Oui, double histoire, celle de paysans qui habitent sur ce plateau aride et difficilement rentable (tel que nous l’entendons aujourd’hui), dans ce lieu-dit que l’on appelle Rocsèche ou Rocheflame. Autre point qu’ils ont en commun : ils habitent dans la même bâtisse le premier Jehan Bonavi dans ce 15e siècle où la superstition est encore monnaie courante dans la vie quotidienne de ces « manants » qui sont dans l’obligation d’obéir à leur seigneur ; le second Michel Delabat en 1970 confronté aux exigences économiques de la production afin de pouvoir vivre, lui et sa famille, dans cette ferme dont il est amoureux, et cela malgré tous les soucis financiers : dettes, maison qui tombe presque en ruine, non accès au confort moderne par maque de moyens, etc.
 
Ces deux histoires, mises en opposition, vient du fait que Michel Delabat n’est autre que l’auteur de la première… dans laquelle il transpose ses angoisses, ses soucis dans cette vie si difficile de ce temps… Par exemple : Jehan Bonavi qui avait aidé son père Pierre à construire la maison en est, de ce fait, le propriétaire tel que cela en avait été décidé par le seigneur de Nillac en ce temps-là, pourtant le seigneur Arnaud de Nillac (fils du donateur) exige de lui qu’il quitte sa demeure avec femme, enfants, animaux et bagages pour s’occuper de la métairie de Champdrac afin d’avoir les coudées franches pour utiliser Rocheflame comme Pavillon de chasse où il abritera ses amours clandestines des yeux de sa femme et des « curieux »… Jehan Bonavi refuse ce « déménagement » forcé tout comme Michel Delabat refuse de quitter sa demeure avec femme et enfants, vendre ses terres afin de partir vivre en ville dans un HLM et de travailler dans l’entreprise de son beau-père… Mais ceci n’est pas la seule transposition… il y en a d’autre que je vous invite à connaître… comme cette affaire de Chinglar (vieux sorcier craint de toute la paroisse et fournisseur de poison) que l’on peut juxtaposer avec les difficile vêlage de Banou, une des vaches de Michel Delabat dont le veau reste coincé et ne peut sortir du ventre de sa mère, comme par sorcellerie ;)… c’est ce qu’on aurait certainement pensé en ce 15e siècle ;)…
 
Mais bon, je vais prendre pitié de vous et vais vous recopier, au-dessous de ma signature, le premier chapitre de ce fabuleux livre afin que vous puissiez mieux vous rendre compte que ROCHEFLAME est un LIVRE A LIRE ! et, pour ceux qui ne connaissent pas encore le style littéraire de Claude Michelet, qu’ils puissent s’en faire une première idée.
 
Bisous,
@+
Sab
ban
 
- Si tu veux, je lui jette un sort.
Jehan Bonavi sursauta et dut se faire violence pour ne pas détaler.

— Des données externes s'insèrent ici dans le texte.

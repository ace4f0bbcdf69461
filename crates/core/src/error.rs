//! Domain error model.

use thiserror::Error;

/// Result type used across the pure layer.
pub type DomainResult<T> = Result<T, DomainError>;

/// Domain-level error.
///
/// Keep this focused on deterministic failures (validation, bad identifiers).
/// Store and network concerns belong to the infra crate.
#[derive(Debug, Error, Clone, PartialEq, Eq)]
pub enum DomainError {
    /// A value failed validation (e.g. malformed input).
    #[error("validation failed: {0}")]
    Validation(String),

    /// An identifier was invalid (e.g. empty device name).
    #[error("invalid identifier: {0}")]
    InvalidId(String),
}

impl DomainError {
    pub fn validation(msg: impl Into<String>) -> Self {
        Self::Validation(msg.into())
    }

    pub fn invalid_id(msg: impl Into<String>) -> Self {
        Self::InvalidId(msg.into())
    }
}
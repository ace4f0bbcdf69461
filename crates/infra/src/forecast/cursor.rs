//! Per-device cursor arithmetic.
//!
//! A cursor `c` means "the input window ends just before raw index `c`".
//! Valid cursors satisfy `window <= c <= len`; `c == len + 1` means the
//! device is caught up until more raw data arrives.
//!
//! Forecast timestamps are anchored at the end of the first window,
//! `ts[window - 1]`, and advance by exactly one step per cursor, so
//! consecutive forecasts are one step apart whatever the raw spacing.

use meterflow_core::Sample;

/// Timestamp of the forecast produced at `cursor`:
/// `ts[window - 1] + (cursor - window + 1) * step`.
pub fn forecast_timestamp(raw: &[Sample], window: usize, cursor: usize, step_ms: i64) -> Option<i64> {
    if cursor < window || cursor > raw.len() {
        return None;
    }
    let anchor = raw.get(window.checked_sub(1)?)?.timestamp_ms;
    let steps = i64::try_from(cursor - window + 1).ok()?;
    anchor.checked_add(step_ms.checked_mul(steps)?)
}

/// First cursor whose forecast is not yet in the store.
///
/// `last_forecast` is the newest timestamp already in the forecast series.
/// Earlier positions are skipped so a restarted forecaster continues the
/// series instead of re-predicting history.
pub fn resume_cursor(window: usize, raw: &[Sample], last_forecast: Option<i64>, step_ms: i64) -> usize {
    let anchor = window.checked_sub(1).and_then(|i| raw.get(i));
    let (Some(last), Some(anchor)) = (last_forecast, anchor) else {
        return window;
    };
    if step_ms <= 0 {
        return window;
    }
    // Forecasts 1..=done occupy cursors window..window + done.
    let done = last.saturating_sub(anchor.timestamp_ms) / step_ms;
    match usize::try_from(done) {
        Ok(done) => window.saturating_add(done),
        Err(_) => window,
    }
}
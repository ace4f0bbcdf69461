//! Model artifact persistence (JSON on disk).

use std::fs;
use std::io::ErrorKind;
use std::path::{Path, PathBuf};

use chrono::{DateTime, Utc};
use serde::{Deserialize, Serialize};

use crate::model::MlpRegressor;
use crate::result::AiError;

const FORMAT: &str = "meterflow.mlp";
const FORMAT_VERSION: u32 = 1;

#[derive(Debug, Serialize, Deserialize)]
struct Envelope {
    format: String,
    version: u32,
    saved_at: DateTime<Utc>,
    model: MlpRegressor,
}

/// Persist `model` at `path`, replacing any previous artifact.
///
/// Writes a sibling temp file and renames it, so readers never observe a
/// half-written artifact. Missing parent directories are created.
pub fn save(path: &Path, model: &MlpRegressor) -> Result<(), AiError> {
    if let Some(parent) = path.parent().filter(|p| !p.as_os_str().is_empty()) {
        fs::create_dir_all(parent)
            .map_err(|e| AiError::Artifact(format!("create {}: {e}", parent.display())))?;
    }

    let envelope = Envelope {
        format: FORMAT.to_string(),
        version: FORMAT_VERSION,
        saved_at: Utc::now(),
        model: model.clone(),
    };
    let bytes = serde_json::to_vec(&envelope)
        .map_err(|e| AiError::Artifact(format!("serialize: {e}")))?;

    let tmp = temp_path(path);
    fs::write(&tmp, bytes).map_err(|e| AiError::Artifact(format!("write {}: {e}", tmp.display())))?;
    fs::rename(&tmp, path)
        .map_err(|e| AiError::Artifact(format!("rename to {}: {e}", path.display())))?;
    Ok(())
}

/// Load the artifact at `path`; `Ok(None)` when there is none.
pub fn load(path: &Path) -> Result<Option<MlpRegressor>, AiError> {
    let bytes = match fs::read(path) {
        Ok(b) => b,
        Err(e) if e.kind() == ErrorKind::NotFound => return Ok(None),
        Err(e) => return Err(AiError::Artifact(format!("read {}: {e}", path.display()))),
    };

    let envelope: Envelope = serde_json::from_slice(&bytes)
        .map_err(|e| AiError::Artifact(format!("parse {}: {e}", path.display())))?;
    if envelope.format != FORMAT || envelope.version != FORMAT_VERSION {
        return Err(AiError::Artifact(format!(
            "unsupported artifact {} v{}",
            envelope.format, envelope.version
        )));
    }
    Ok(Some(envelope.model))
}

fn temp_path(path: &Path) -> PathBuf {
    let mut name = path.file_name().map(|n| n.to_os_string()).unwrap_or_default();
    name.push(".tmp");
    path.with_file_name(name)
}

Il se maîtrisa et parvint à balbutier un « Non » à peine audible.
- Tu ne veux pas ? Tu refuses mon aide ?
La peur assécha la gorge de Jehan Bonavi.
- Eh bien… souffla-t-il.
- Ecoute-moi, petit, tu me connais, on parle assez de moi, tu sais que je fais ce que je veux, tu le sais ? Bien. Alors voilà, je vais modeler une statue du seigneur de Nillac. J’aurai tout ce qu’il me faut, j’ai quelqu’un au château.

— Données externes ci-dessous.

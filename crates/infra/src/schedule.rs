//! Cooperative tick scheduler.
//!
//! A [`Tick`] is invoked repeatedly with a per-tick deadline. Between ticks
//! the scheduler sleeps on the stop channel, so [`StopHandle::stop`] wakes it
//! immediately instead of waiting out the interval.

use std::sync::mpsc;
use std::time::{Duration, Instant};

use tracing::{debug, info, warn};

/// What a single tick achieved.
#[derive(Debug, Copy, Clone, PartialEq, Eq)]
pub enum TickOutcome {
    /// Work was done; the regular interval applies.
    Progressed,
    /// Nothing to do (e.g. empty queue); the idle interval applies.
    Idle,
    /// The deadline passed mid-tick; partial work was discarded.
    Aborted,
}

/// Per-tick context handed to [`Tick::tick`].
#[derive(Debug, Clone)]
pub struct TickContext {
    tick: u64,
    deadline: Instant,
}

impl TickContext {
    pub fn new(tick: u64, deadline: Instant) -> Self {
        Self { tick, deadline }
    }

    /// Context whose deadline is `timeout` from now.
    pub fn with_timeout(tick: u64, timeout: Duration) -> Self {
        Self::new(tick, Instant::now() + timeout)
    }

    /// 1-based tick number.
    pub fn tick(&self) -> u64 {
        self.tick
    }

    pub fn deadline(&self) -> Instant {
        self.deadline
    }

    pub fn deadline_passed(&self) -> bool {
        Instant::now() >= self.deadline
    }

    pub fn remaining(&self) -> Duration {
        self.deadline.saturating_duration_since(Instant::now())
    }
}

/// A unit of periodic work.
pub trait Tick {
    type Error;

    fn tick(&mut self, ctx: &TickContext) -> Result<TickOutcome, Self::Error>;
}

/// Sender half of the stop signal.
#[derive(Debug, Clone)]
pub struct StopHandle {
    tx: mpsc::Sender<()>,
}

impl StopHandle {
    /// Ask the scheduler to stop after the current tick.
    pub fn stop(&self) {
        // Receiver gone means the run is already over.
        let _ = self.tx.send(());
    }
}

/// Receiver half of the stop signal, owned by the scheduler loop.
#[derive(Debug)]
pub struct StopSignal {
    rx: mpsc::Receiver<()>,
}

impl StopSignal {
    pub fn is_stopped(&self) -> bool {
        matches!(self.rx.try_recv(), Ok(()))
    }

    /// Sleep up to `dur`; returns `true` when stopped during the wait.
    ///
    /// All handles being dropped is not a stop request.
    pub fn wait(&self, dur: Duration) -> bool {
        match self.rx.recv_timeout(dur) {
            Ok(()) => true,
            Err(mpsc::RecvTimeoutError::Timeout) => false,
            Err(mpsc::RecvTimeoutError::Disconnected) => {
                std::thread::sleep(dur);
                false
            }
        }
    }
}

/// Create a connected stop handle/signal pair.
pub fn stop_pair() -> (StopHandle, StopSignal) {
    let (tx, rx) = mpsc::channel();
    (StopHandle { tx }, StopSignal { rx })
}

/// Counters for a finished run.
#[derive(Debug, Clone, Copy, Default, PartialEq, Eq)]
pub struct RunSummary {
    pub ticks: u64,
    pub progressed: u64,
    pub idle: u64,
    pub aborted: u64,
    /// `true` when the run ended via the stop signal.
    pub stopped: bool,
}

#[derive(Debug, Clone)]
pub struct TickScheduler {
    pub interval: Duration,
    pub idle_interval: Duration,
    pub tick_timeout: Duration,
    /// Bound on the number of ticks (`None` = run until stopped).
    pub max_ticks: Option<u64>,
}

impl Default for TickScheduler {
    fn default() -> Self {
        Self {
            interval: Duration::from_secs(10),
            idle_interval: Duration::from_secs(10),
            tick_timeout: Duration::from_secs(30),
            max_ticks: None,
        }
    }
}

impl TickScheduler {
    /// Drive `task` until stopped, `max_ticks` is reached, or a tick fails.
    pub fn run<T: Tick>(&self, task: &mut T, stop: &StopSignal) -> Result<RunSummary, T::Error> {
        let mut summary = RunSummary::default();
        info!(
            interval_ms = self.interval.as_millis() as u64,
            idle_ms = self.idle_interval.as_millis() as u64,
            "scheduler started"
        );

        loop {
            // Stop has priority.
            if stop.is_stopped() {
                summary.stopped = true;
                break;
            }
            if self.max_ticks.is_some_and(|max| summary.ticks >= max) {
                break;
            }

            summary.ticks += 1;
            let ctx = TickContext::with_timeout(summary.ticks, self.tick_timeout);
            let outcome = task.tick(&ctx)?;
            let pause = match outcome {
                TickOutcome::Progressed => {
                    summary.progressed += 1;
                    self.interval
                }
                TickOutcome::Idle => {
                    summary.idle += 1;
                    self.idle_interval
                }
                TickOutcome::Aborted => {
                    summary.aborted += 1;
                    warn!(tick = summary.ticks, "tick aborted at deadline");
                    self.idle_interval
                }
            };
            debug!(tick = summary.ticks, ?outcome, "tick finished");

            if self.max_ticks.is_some_and(|max| summary.ticks >= max) {
                break;
            }
            if stop.wait(pause) {
                summary.stopped = true;
                break;
            }
        }

        info!(
            ticks = summary.ticks,
            progressed = summary.progressed,
            idle = summary.idle,
            aborted = summary.aborted,
            stopped = summary.stopped,
            "scheduler stopped"
        );
        Ok(summary)
    }
}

- Non, non ! murmura Jehan sans oser regarder son interlocuteur.
Il se reprocha, une fois encore, de s’être laissé surprendre par ce vieillard maudit, redouté à dix lieues à la ronde. Le vieux venait de surgir derrière un buisson et Jehan devait, par force, l’écouter. La règle voulait pourtant que l’on fuit à son approche. Vêtu de haillons répugnants, le dos recouvert d’une grisâtre peau de sanglier – d’où son surnom de Chinglar -, il puait comme dix boucs. Mais qu’importait l’odeur ! La terreur qu’il inspirait ne venait point de là.
- Regarde-moi ! ordonna le Chinglar.
Jehan releva la tête, il vit et invoqua intérieurement saint Libéral, patron de la paroisse.
- Pourvu qu’il ne ferme pas son œil, pensa Jehan.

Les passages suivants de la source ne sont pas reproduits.